Downsampling High-Resolution Images

A 4000x3000 pixel photograph displayed in a 400x300 point area on the page is wasting most of its pixels. Downsampling these images to match their actual display size (with a safety margin for print quality) can reduce their data by 75% or more, depending on the target DPI.

import java.awt.Graphics2D;
import java.awt.RenderingHints;
import java.awt.image.BufferedImage;

public class ImageDownsampler {

    /**
     * Downscale an image if its effective DPI exceeds the target.
     *
     * @param image     the original image
     * @param widthPt   display width on the PDF page (in points)
     * @param heightPt  display height on the PDF page (in points)
     * @param targetDpi maximum DPI to keep (e.g. 150 for screen, 300 for print)
     * @return downscaled image, or the original if already below target DPI
     */
    public static BufferedImage downsample(BufferedImage image,
                                           float widthPt, float heightPt,
                                           int targetDpi) {
        float currentDpiX = image.getWidth() / (widthPt / 72f);
        float currentDpiY = image.getHeight() / (heightPt / 72f);

        if (currentDpiX <= targetDpi && currentDpiY <= targetDpi) {
            return image; // already within target DPI
        }

        int newWidth = Math.round(widthPt / 72f * targetDpi);
        int newHeight = Math.round(heightPt / 72f * targetDpi);

        BufferedImage scaled = new BufferedImage(
            newWidth, newHeight, image.getType());
        Graphics2D g = scaled.createGraphics();
        g.setRenderingHint(RenderingHints.KEY_INTERPOLATION,
            RenderingHints.VALUE_INTERPOLATION_BICUBIC);
        g.drawImage(image, 0, 0, newWidth, newHeight, null);
        g.dispose();

        return scaled;
    }
}

To find the display dimensions of an image on the page, you need to look at the page's content stream and the current transformation matrix (CTM). For a simpler approach, you can skip the CTM parsing and just cap all images at a fixed DPI (e.g., 150 DPI for screen-quality documents, 300 DPI for print-ready PDFs). The complete compression utility later in this article uses a simpler pixel-count cap instead of calculating display dimensions.

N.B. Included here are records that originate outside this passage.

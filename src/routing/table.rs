//! Routing table: participant id → next-hop address.
//!
//! Entries carry a visibility flag, a sticky flag that protects them from
//! cleanup, and a refcount so multiple multicast subscriptions can share one
//! entry without tearing it down early.

use std::collections::HashMap;

use crate::address::Address;

/// One next-hop entry.
#[derive(Debug, Clone, PartialEq, Eq)]
pub struct RoutingEntry {
    pub address: Address,
    pub is_globally_visible: bool,
    /// Sticky entries survive [`RoutingTable::purge`].
    pub is_sticky: bool,
    /// Number of registrations sharing this entry.
    pub refcount: u32,
    /// Broker groups this entry is valid for (MQTT addresses only).
    pub gbids: Vec<String>,
}

/// Participant id → [`RoutingEntry`] map.
#[derive(Debug, Default)]
pub struct RoutingTable {
    entries: HashMap<String, RoutingEntry>,
}

impl RoutingTable {
    pub fn new() -> Self {
        Self::default()
    }

    /// Insert or update the entry for `participant_id`.
    ///
    /// Re-adding the same address bumps the refcount; a different address
    /// replaces the entry and resets the refcount.
    pub fn add(
        &mut self,
        participant_id: &str,
        address: Address,
        is_globally_visible: bool,
    ) {
        self.add_with_gbids(participant_id, address, is_globally_visible, Vec::new());
    }

    pub fn add_with_gbids(
        &mut self,
        participant_id: &str,
        address: Address,
        is_globally_visible: bool,
        gbids: Vec<String>,
    ) {
        match self.entries.get_mut(participant_id) {
            Some(entry) if entry.address == address => {
                entry.refcount += 1;
                entry.is_globally_visible = is_globally_visible;
            }
            _ => {
                self.entries.insert(
                    participant_id.to_owned(),
                    RoutingEntry {
                        address,
                        is_globally_visible,
                        is_sticky: false,
                        refcount: 1,
                        gbids,
                    },
                );
            }
        }
    }

    /// Mark an entry as surviving [`RoutingTable::purge`].
    pub fn set_sticky(&mut self, participant_id: &str, sticky: bool) {
        if let Some(entry) = self.entries.get_mut(participant_id) {
            entry.is_sticky = sticky;
        }
    }

    pub fn lookup(&self, participant_id: &str) -> Option<&RoutingEntry> {
        self.entries.get(participant_id)
    }

    pub fn contains(&self, participant_id: &str) -> bool {
        self.entries.contains_key(participant_id)
    }

    /// Drop one reference; the entry goes away when the refcount reaches
    /// zero. Returns `true` if the entry was removed entirely.
    pub fn remove(&mut self, participant_id: &str) -> bool {
        let Some(entry) = self.entries.get_mut(participant_id) else {
            return false;
        };
        entry.refcount = entry.refcount.saturating_sub(1);
        if entry.refcount == 0 {
            self.entries.remove(participant_id);
            true
        } else {
            false
        }
    }

    /// Remove every non-sticky entry.
    pub fn purge(&mut self) {
        self.entries.retain(|_, entry| entry.is_sticky);
    }

    pub fn len(&self) -> usize {
        self.entries.len()
    }

    pub fn is_empty(&self) -> bool {
        self.entries.is_empty()
    }
}
//! UDS client: dials the cluster controller and keeps the frame stream alive.
//!
//! State machine: `START → CONNECTED → STOP`, with a terminal `FAILED` for
//! unrecoverable errors. While in `START` the worker retries the connect
//! every `connect_sleep_time`; once connected, the init frame (seeded into
//! the send queue at construction) goes out first, followed by whatever
//! `send` queued in the meantime. Loss of an established connection is
//! unrecoverable and surfaces as a single
//! [`UdsClientEvent::FatalError`].

use std::sync::atomic::{AtomicU8, Ordering};
use std::sync::{Arc, Mutex};
use std::time::Duration;

use bytes::Bytes;
use tokio::io::{AsyncReadExt, AsyncWriteExt};
use tokio::net::UnixStream;
use tokio::sync::mpsc::{self, UnboundedReceiver, UnboundedSender};
use tokio::sync::Notify;
use tokio::task::JoinHandle;
use tokio_util::sync::CancellationToken;

use super::framing::{self, FrameDecoder, UdsFrame};
use super::send_queue::{SendFailed, UdsSendQueue};
use crate::address::Address;
use crate::error::JoynrError;
use crate::settings::UdsSettings;

/// Lifecycle and traffic events delivered to the client's owner.
#[derive(Debug)]
pub enum UdsClientEvent {
    /// The connection is established and the init frame is on its way.
    Connected,
    /// The worker stopped; final event unless `FatalError` precedes it.
    Disconnected,
    /// One message frame arrived.
    Received(Bytes),
    /// Unrecoverable error; the client is permanently down. Sent once.
    FatalError(JoynrError),
}

const STATE_START: u8 = 0;
const STATE_CONNECTED: u8 = 1;
const STATE_STOP: u8 = 2;
const STATE_FAILED: u8 = 3;

struct ClientShared {
    queue: Mutex<UdsSendQueue>,
    writable: Notify,
    state: AtomicU8,
    events: UnboundedSender<UdsClientEvent>,
    token: CancellationToken,
    client_id: String,
}

impl ClientShared {
    /// Transition to FAILED and emit the fatal event, exactly once.
    fn handle_fatal(&self, error: JoynrError) {
        if self.state.swap(STATE_FAILED, Ordering::SeqCst) == STATE_FAILED {
            log::error!("[UdsClient] {} nested fatal error: {error}", self.client_id);
            return;
        }
        log::error!(
            "[UdsClient] {} fatal runtime error, stopping all communication via UDS permanently: {error}",
            self.client_id
        );
        self.queue
            .lock()
            .expect("send queue lock")
            .empty_queue_and_notify("Connection closed.");
        let _ = self.events.send(UdsClientEvent::FatalError(error));
        self.token.cancel();
    }
}

/// Client endpoint of the UDS transport.
pub struct UdsClient {
    address: Address,
    socket_path: std::path::PathBuf,
    connect_sleep_time: Duration,
    shared: Arc<ClientShared>,
    worker: Mutex<Option<JoinHandle<()>>>,
}

impl std::fmt::Debug for UdsClient {
    fn fmt(&self, f: &mut std::fmt::Formatter<'_>) -> std::fmt::Result {
        f.debug_struct("UdsClient")
            .field("address", &self.address)
            .field("socket_path", &self.socket_path)
            .finish_non_exhaustive()
    }
}

impl UdsClient {
    /// Build a client from settings.
    ///
    /// The init frame is constructed here and becomes the first entry of the
    /// send queue, so it is guaranteed to precede every queued message.
    ///
    /// # Errors
    ///
    /// Returns an error if the init frame cannot be constructed.
    pub fn new(
        settings: &UdsSettings,
    ) -> Result<(Self, UnboundedReceiver<UdsClientEvent>), JoynrError> {
        let address = settings.create_client_messaging_address();
        let init_frame = framing::encode_init_frame(&address)?;

        let (events_tx, events_rx) = mpsc::unbounded_channel();
        let mut queue = UdsSendQueue::new(settings.sending_queue_size);
        // The queue is empty here, so even a zero-sized queue accepts the
        // init frame without evicting anything.
        queue.push_back(init_frame, None);

        let client_id = match &address {
            Address::UdsClient { id } => id.clone(),
            _ => unreachable!("settings always produce a UDS client address"),
        };

        Ok((
            Self {
                address,
                socket_path: settings.socket_path.clone(),
                connect_sleep_time: settings.connect_sleep_time(),
                shared: Arc::new(ClientShared {
                    queue: Mutex::new(queue),
                    writable: Notify::new(),
                    state: AtomicU8::new(STATE_STOP),
                    events: events_tx,
                    token: CancellationToken::new(),
                    client_id,
                }),
                worker: Mutex::new(None),
            },
            events_rx,
        ))
    }

    /// Address announced in the init frame.
    pub fn address(&self) -> &Address {
        &self.address
    }

    /// Spawn the worker task. Must be called inside a tokio runtime.
    ///
    /// Calling `start` twice is an error that is logged and ignored.
    pub fn start(&self) {
        let mut worker = self.worker.lock().expect("worker lock");
        if worker.is_some() {
            log::error!(
                "[UdsClient] {} ({}) already started",
                self.shared.client_id,
                self.socket_path.display()
            );
            return;
        }
        self.shared.state.store(STATE_START, Ordering::SeqCst);
        let shared = Arc::clone(&self.shared);
        let socket_path = self.socket_path.clone();
        let connect_sleep_time = self.connect_sleep_time;
        *worker = Some(tokio::spawn(Self::run(
            shared,
            socket_path,
            connect_sleep_time,
        )));
    }

    /// Queue one serialized message for sending.
    ///
    /// `on_failure` fires at most once, if the message is evicted, the queue
    /// is drained on close, or the client is not running.
    pub fn send(&self, payload: Bytes, on_failure: SendFailed) {
        let state = self.shared.state.load(Ordering::SeqCst);
        if state == STATE_STOP || state == STATE_FAILED {
            on_failure(JoynrError::Transport("UDS client is not running".into()));
            return;
        }
        match framing::encode_message_frame(&payload) {
            Err(error) => {
                on_failure(error.clone());
                self.shared.handle_fatal(error);
            }
            Ok(frame) => {
                let start_write = self
                    .shared
                    .queue
                    .lock()
                    .expect("send queue lock")
                    .push_back(frame, Some(on_failure));
                if start_write {
                    self.shared.writable.notify_one();
                }
            }
        }
    }

    /// Stop the worker and drain the send queue.
    ///
    /// Idempotent and safe to call concurrently.
    pub async fn shutdown(&self) {
        let _ = self.shared.state.fetch_update(
            Ordering::SeqCst,
            Ordering::SeqCst,
            |state| (state != STATE_FAILED).then_some(STATE_STOP),
        );
        self.shared.token.cancel();
        let worker = self.worker.lock().expect("worker lock").take();
        if let Some(handle) = worker {
            if handle.await.is_err() {
                log::error!(
                    "[UdsClient] {} worker ended abnormally",
                    self.shared.client_id
                );
            }
        }
    }

    async fn run(
        shared: Arc<ClientShared>,
        socket_path: std::path::PathBuf,
        connect_sleep_time: Duration,
    ) {
        let mut was_connected = false;
        let end: Result<(), JoynrError> = loop {
            if shared.state.load(Ordering::SeqCst) != STATE_START {
                break Ok(());
            }
            let stream = tokio::select! {
                () = shared.token.cancelled() => break Ok(()),
                connected = UnixStream::connect(&socket_path) => connected,
            };
            match stream {
                Err(error) => {
                    log::error!(
                        "[UdsClient] {} ({}) failed to connect: {error}. Retry in {}ms.",
                        shared.client_id,
                        socket_path.display(),
                        connect_sleep_time.as_millis()
                    );
                    tokio::select! {
                        () = shared.token.cancelled() => break Ok(()),
                        () = tokio::time::sleep(connect_sleep_time) => {}
                    }
                }
                Ok(stream) => {
                    if shared
                        .state
                        .compare_exchange(
                            STATE_START,
                            STATE_CONNECTED,
                            Ordering::SeqCst,
                            Ordering::SeqCst,
                        )
                        .is_err()
                    {
                        break Ok(());
                    }
                    was_connected = true;
                    log::info!(
                        "[UdsClient] {} connected to {}",
                        shared.client_id,
                        socket_path.display()
                    );
                    let _ = shared.events.send(UdsClientEvent::Connected);

                    let (read_half, write_half) = stream.into_split();
                    break tokio::select! {
                        () = shared.token.cancelled() => Ok(()),
                        result = Self::read_loop(&shared, read_half) => result,
                        result = Self::write_loop(&shared, write_half) => result,
                    };
                }
            }
        };

        match end {
            Err(error) => shared.handle_fatal(error),
            Ok(()) => {
                // Orderly stop: every queued send fails with a close notice.
                shared
                    .queue
                    .lock()
                    .expect("send queue lock")
                    .empty_queue_and_notify("Connection closed.");
            }
        }
        if was_connected {
            let _ = shared.events.send(UdsClientEvent::Disconnected);
        }
    }

    async fn read_loop(
        shared: &Arc<ClientShared>,
        mut reader: tokio::net::unix::OwnedReadHalf,
    ) -> Result<(), JoynrError> {
        let mut decoder = FrameDecoder::new();
        let mut buf = [0u8; 64 * 1024];
        loop {
            let n = reader
                .read(&mut buf)
                .await
                .map_err(|e| JoynrError::FatalTransport(format!("read failed: {e}")))?;
            if n == 0 {
                return Err(JoynrError::FatalTransport(
                    "connection closed by peer".into(),
                ));
            }
            let frames = decoder.feed(&buf[..n]).map_err(JoynrError::from)?;
            for frame in frames {
                match frame {
                    UdsFrame::Message(body) => {
                        let _ = shared.events.send(UdsClientEvent::Received(body));
                    }
                    UdsFrame::Init(_) => {
                        return Err(JoynrError::FatalTransport(
                            "server sent an init frame".into(),
                        ));
                    }
                }
            }
        }
    }

    async fn write_loop(
        shared: &Arc<ClientShared>,
        mut writer: tokio::net::unix::OwnedWriteHalf,
    ) -> Result<(), JoynrError> {
        loop {
            let front = shared.queue.lock().expect("send queue lock").show_front();
            match front {
                None => shared.writable.notified().await,
                Some(frame) => {
                    let result = writer.write_all(&frame).await;
                    let write_failed = result.is_err();
                    shared
                        .queue
                        .lock()
                        .expect("send queue lock")
                        .pop_front_on_success(write_failed);
                    if let Err(error) = result {
                        return Err(JoynrError::FatalTransport(format!(
                            "write failed: {error}"
                        )));
                    }
                }
            }
        }
    }
}

impl Drop for UdsClient {
    fn drop(&mut self) {
        self.shared.token.cancel();
    }
}
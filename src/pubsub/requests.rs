//! Subscription control payloads carried inside messages.
//!
//! These are the bodies of `subscriptionRequest`, `subscriptionReply`,
//! `subscriptionStop` and `subscriptionPublication` messages.

use std::collections::HashMap;

use serde::{Deserialize, Serialize};
use uuid::Uuid;

use super::qos::SubscriptionQos;

fn new_subscription_id() -> String {
    Uuid::new_v4().to_string()
}

/// Request for an attribute subscription.
#[derive(Debug, Clone, PartialEq, Eq, Serialize, Deserialize)]
#[serde(rename_all = "camelCase")]
pub struct SubscriptionRequest {
    #[serde(default = "new_subscription_id")]
    pub subscription_id: String,
    /// Attribute name on the provider's interface.
    pub subscribe_to_name: String,
    pub qos: SubscriptionQos,
}

impl SubscriptionRequest {
    pub fn new(subscribe_to_name: impl Into<String>, qos: SubscriptionQos) -> Self {
        Self {
            subscription_id: new_subscription_id(),
            subscribe_to_name: subscribe_to_name.into(),
            qos,
        }
    }
}

/// Request for a selective-broadcast subscription.
#[derive(Debug, Clone, PartialEq, Eq, Serialize, Deserialize)]
#[serde(rename_all = "camelCase")]
pub struct BroadcastSubscriptionRequest {
    #[serde(default = "new_subscription_id")]
    pub subscription_id: String,
    /// Broadcast (event) name on the provider's interface.
    pub subscribe_to_name: String,
    /// Filter parameters captured at subscription time, handed to every
    /// registered filter on each fire.
    #[serde(default)]
    pub filter_parameters: HashMap<String, String>,
    pub qos: SubscriptionQos,
}

impl BroadcastSubscriptionRequest {
    pub fn new(subscribe_to_name: impl Into<String>, qos: SubscriptionQos) -> Self {
        Self {
            subscription_id: new_subscription_id(),
            subscribe_to_name: subscribe_to_name.into(),
            filter_parameters: HashMap::new(),
            qos,
        }
    }
}

/// Request for a (non-selective) multicast subscription.
#[derive(Debug, Clone, PartialEq, Eq, Serialize, Deserialize)]
#[serde(rename_all = "camelCase")]
pub struct MulticastSubscriptionRequest {
    #[serde(default = "new_subscription_id")]
    pub subscription_id: String,
    pub subscribe_to_name: String,
    /// Full multicast id (`provider/name[/partition...]`).
    pub multicast_id: String,
    /// Partition pattern; may contain `+` and a trailing `*`.
    #[serde(default)]
    pub partitions: Vec<String>,
    pub qos: SubscriptionQos,
}

/// Tagged union of subscription-request payloads, for wire dispatch.
#[derive(Debug, Clone, PartialEq, Eq, Serialize, Deserialize)]
#[serde(tag = "_typeName")]
pub enum SubscriptionControl {
    #[serde(rename = "joynr.SubscriptionRequest")]
    Attribute(SubscriptionRequest),
    #[serde(rename = "joynr.BroadcastSubscriptionRequest")]
    Broadcast(BroadcastSubscriptionRequest),
    #[serde(rename = "joynr.MulticastSubscriptionRequest")]
    Multicast(MulticastSubscriptionRequest),
}

/// Answer to any subscription request; sent exactly once per successful add.
#[derive(Debug, Clone, PartialEq, Eq, Serialize, Deserialize)]
#[serde(rename_all = "camelCase")]
pub struct SubscriptionReply {
    pub subscription_id: String,
    #[serde(default, skip_serializing_if = "Option::is_none")]
    pub error: Option<String>,
}

impl SubscriptionReply {
    pub fn success(subscription_id: impl Into<String>) -> Self {
        Self {
            subscription_id: subscription_id.into(),
            error: None,
        }
    }

    pub fn failure(subscription_id: impl Into<String>, error: impl Into<String>) -> Self {
        Self {
            subscription_id: subscription_id.into(),
            error: Some(error.into()),
        }
    }
}

/// Consumer-initiated unsubscribe.
#[derive(Debug, Clone, PartialEq, Eq, Serialize, Deserialize)]
#[serde(rename_all = "camelCase")]
pub struct SubscriptionStop {
    pub subscription_id: String,
}

/// One publication: a value or an error, never both.
#[derive(Debug, Clone, PartialEq, Serialize, Deserialize)]
#[serde(rename_all = "camelCase")]
pub struct SubscriptionPublication {
    pub subscription_id: String,
    #[serde(default, skip_serializing_if = "Option::is_none")]
    pub response: Option<serde_json::Value>,
    #[serde(default, skip_serializing_if = "Option::is_none")]
    pub error: Option<String>,
}

impl SubscriptionPublication {
    pub fn value(subscription_id: impl Into<String>, response: serde_json::Value) -> Self {
        Self {
            subscription_id: subscription_id.into(),
            response: Some(response),
            error: None,
        }
    }
}

#[cfg(test)]
mod tests {
    use super::*;

    #[test]
    fn test_request_ids_are_unique() {
        let qos = SubscriptionQos::on_change(1_000, 500, 0);
        let a = SubscriptionRequest::new("location", qos.clone());
        let b = SubscriptionRequest::new("location", qos);
        assert_ne!(a.subscription_id, b.subscription_id);
    }

    #[test]
    fn test_request_round_trip() {
        let mut request =
            BroadcastSubscriptionRequest::new("locationUpdated", SubscriptionQos::on_change(1_000, 500, 0));
        request
            .filter_parameters
            .insert("country".into(), "de".into());
        let json = serde_json::to_string(&request).unwrap();
        let parsed: BroadcastSubscriptionRequest = serde_json::from_str(&json).unwrap();
        assert_eq!(request, parsed);
    }

    #[test]
    fn test_missing_subscription_id_is_generated() {
        let json = r#"{
            "subscribeToName": "location",
            "qos": {"_typeName": "joynr.OnChangeSubscriptionQos",
                    "expiryDateMs": 0, "publicationTtlMs": 1000, "minIntervalMs": 0}
        }"#;
        let parsed: SubscriptionRequest = serde_json::from_str(json).unwrap();
        assert!(!parsed.subscription_id.is_empty());
    }

    #[test]
    fn test_control_envelope_dispatches_by_type_name() {
        let request = SubscriptionRequest::new("location", SubscriptionQos::on_change(1_000, 500, 0));
        let control = SubscriptionControl::Attribute(request.clone());
        let json = serde_json::to_string(&control).unwrap();
        assert!(json.contains(r#""_typeName":"joynr.SubscriptionRequest""#));
        match serde_json::from_str::<SubscriptionControl>(&json).unwrap() {
            SubscriptionControl::Attribute(parsed) => assert_eq!(parsed, request),
            other => panic!("expected attribute request, got {other:?}"),
        }
    }

    #[test]
    fn test_publication_skips_absent_fields() {
        let publication = SubscriptionPublication::value("sub-1", serde_json::json!(42));
        let json = serde_json::to_string(&publication).unwrap();
        assert!(!json.contains("error"));
    }
}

CCITT Group 4 for Black and White Images

If your PDFs contain scanned documents or line art where the image is purely black and white, CCITT Group 4 compression is far more efficient than JPEG. This lossless compression format is specifically designed for bilevel images and typically achieves 10-20x compression ratios on text-heavy scans.

import org.apache.pdfbox.pdmodel.PDDocument;
import org.apache.pdfbox.pdmodel.graphics.image.CCITTFactory;
import org.apache.pdfbox.pdmodel.graphics.image.LosslessFactory;
import org.apache.pdfbox.pdmodel.graphics.image.PDImageXObject;

import java.awt.image.BufferedImage;
import java.io.IOException;

public class BitonalCompressor {

    public static PDImageXObject compressAsCCITT(
            PDDocument document, BufferedImage image) throws IOException {
        // Convert to grayscale
        BufferedImage gray = new BufferedImage(
            image.getWidth(), image.getHeight(),
            BufferedImage.TYPE_BYTE_GRAY);
        var g = gray.createGraphics();
        g.drawImage(image, 0, 0, null);
        g.dispose();

        // Find optimal threshold using Otsu's method
        int threshold = calculateOtsuThreshold(gray);

        // Apply threshold to create a binary image
        BufferedImage binary = new BufferedImage(
            gray.getWidth(), gray.getHeight(),
            BufferedImage.TYPE_BYTE_BINARY);
        for (int y = 0; y < gray.getHeight(); y++) {
            for (int x = 0; x < gray.getWidth(); x++) {
                int pixel = gray.getRGB(x, y) & 0xFF;
                binary.setRGB(x, y, pixel > threshold ? 0xFFFFFF : 0x000000);
            }
        }

        try {
            return CCITTFactory.createFromImage(document, binary);
        } catch (Exception e) {
            // Fall back to lossless if CCITT encoding fails
            return LosslessFactory.createFromImage(document, binary);
        }
    }

    private static int calculateOtsuThreshold(BufferedImage gray) {
        int[] histogram = new int[256];
        for (int y = 0; y < gray.getHeight(); y++) {
            for (int x = 0; x < gray.getWidth(); x++) {
                histogram[gray.getRGB(x, y) & 0xFF]++;
            }
        }

        int totalPixels = gray.getWidth() * gray.getHeight();
        double sum = 0;
        for (int i = 0; i < 256; i++) sum += i * histogram[i];

        double sumB = 0;
        int wB = 0;
        double maxVariance = 0;
        int bestThreshold = 0;

        for (int t = 0; t < 256; t++) {
            wB += histogram[t];
            if (wB == 0) continue;
            int wF = totalPixels - wB;
            if (wF == 0) break;

            sumB += t * histogram[t];
            double mB = sumB / wB;
            double mF = (sum - sumB) / wF;
            double variance = (double) wB * wF * (mB - mF) * (mB - mF);

            if (variance > maxVariance) {
                maxVariance = variance;
                bestThreshold = t;
            }
        }
        return bestThreshold;
    }
}

A naive approach using Graphics2D.drawImage() with TYPE_BYTE_BINARY relies on Java's default dithering, which produces noisy results on scanned documents. Otsu's method calculates the optimal threshold by analyzing the image histogram, giving much cleaner results on scanned pages.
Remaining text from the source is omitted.